- Task goal -
With nothing added or dropped, copy the data that follows exactly.

- Records provided -

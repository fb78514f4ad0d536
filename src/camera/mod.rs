mod builder;
mod fswebcam;
#[cfg(all(feature = "camera_gstreamer", target_os = "linux"))]
mod gstreamer;
mod mock;

pub use builder::CameraBuilder;
pub use fswebcam::FswebcamCamera;
#[cfg(all(feature = "camera_gstreamer", target_os = "linux"))]
pub use gstreamer::GstreamerCamera;
pub use mock::MockCamera;

use crate::error::CameraError;
use async_trait::async_trait;
use std::path::Path;

/// Still-image camera device
#[async_trait]
pub trait CameraDevice: Send + Sync {
    /// Human-readable device description for logs
    fn describe(&self) -> String;

    /// Check that the device can be used at all; failures abort startup
    async fn probe(&self) -> Result<(), CameraError>;

    /// Capture one JPEG into `target`, which must not exist yet
    async fn capture(&self, target: &Path) -> Result<(), CameraError>;
}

- Result of the task -
repository fb78514f4ad0d536
filename src/camera/mod.rs
mod builder;
mod fswebcam;
#[cfg(all(feature = "camera_gstreamer", target_os = "linux"))]
mod gstreamer;
mod mock;

pub use builder::CameraBuilder;
pub use fswebcam::FswebcamCamera;
#[cfg(all(feature = "camera_gstreamer", target_os = "linux"))]
pub use gstreamer::GstreamerCamera;
pub use mock::MockCamera;

use crate::error::CameraError;
use async_trait::async_trait;
use std::path::Path;

/// Still-image camera device
#[async_trait]
pub trait CameraDevice: Send + Sync {
    /// Human-readable device description for logs
    fn describe(&self) -> String;

    /// Check that the device can be used at all; failures abort startup
    async fn probe(&self) -> Result<(), CameraError>;

    /// Capture one JPEG into `target`, which must not exist yet
    async fn capture(&self, target: &Path) -> Result<(), CameraError>;
}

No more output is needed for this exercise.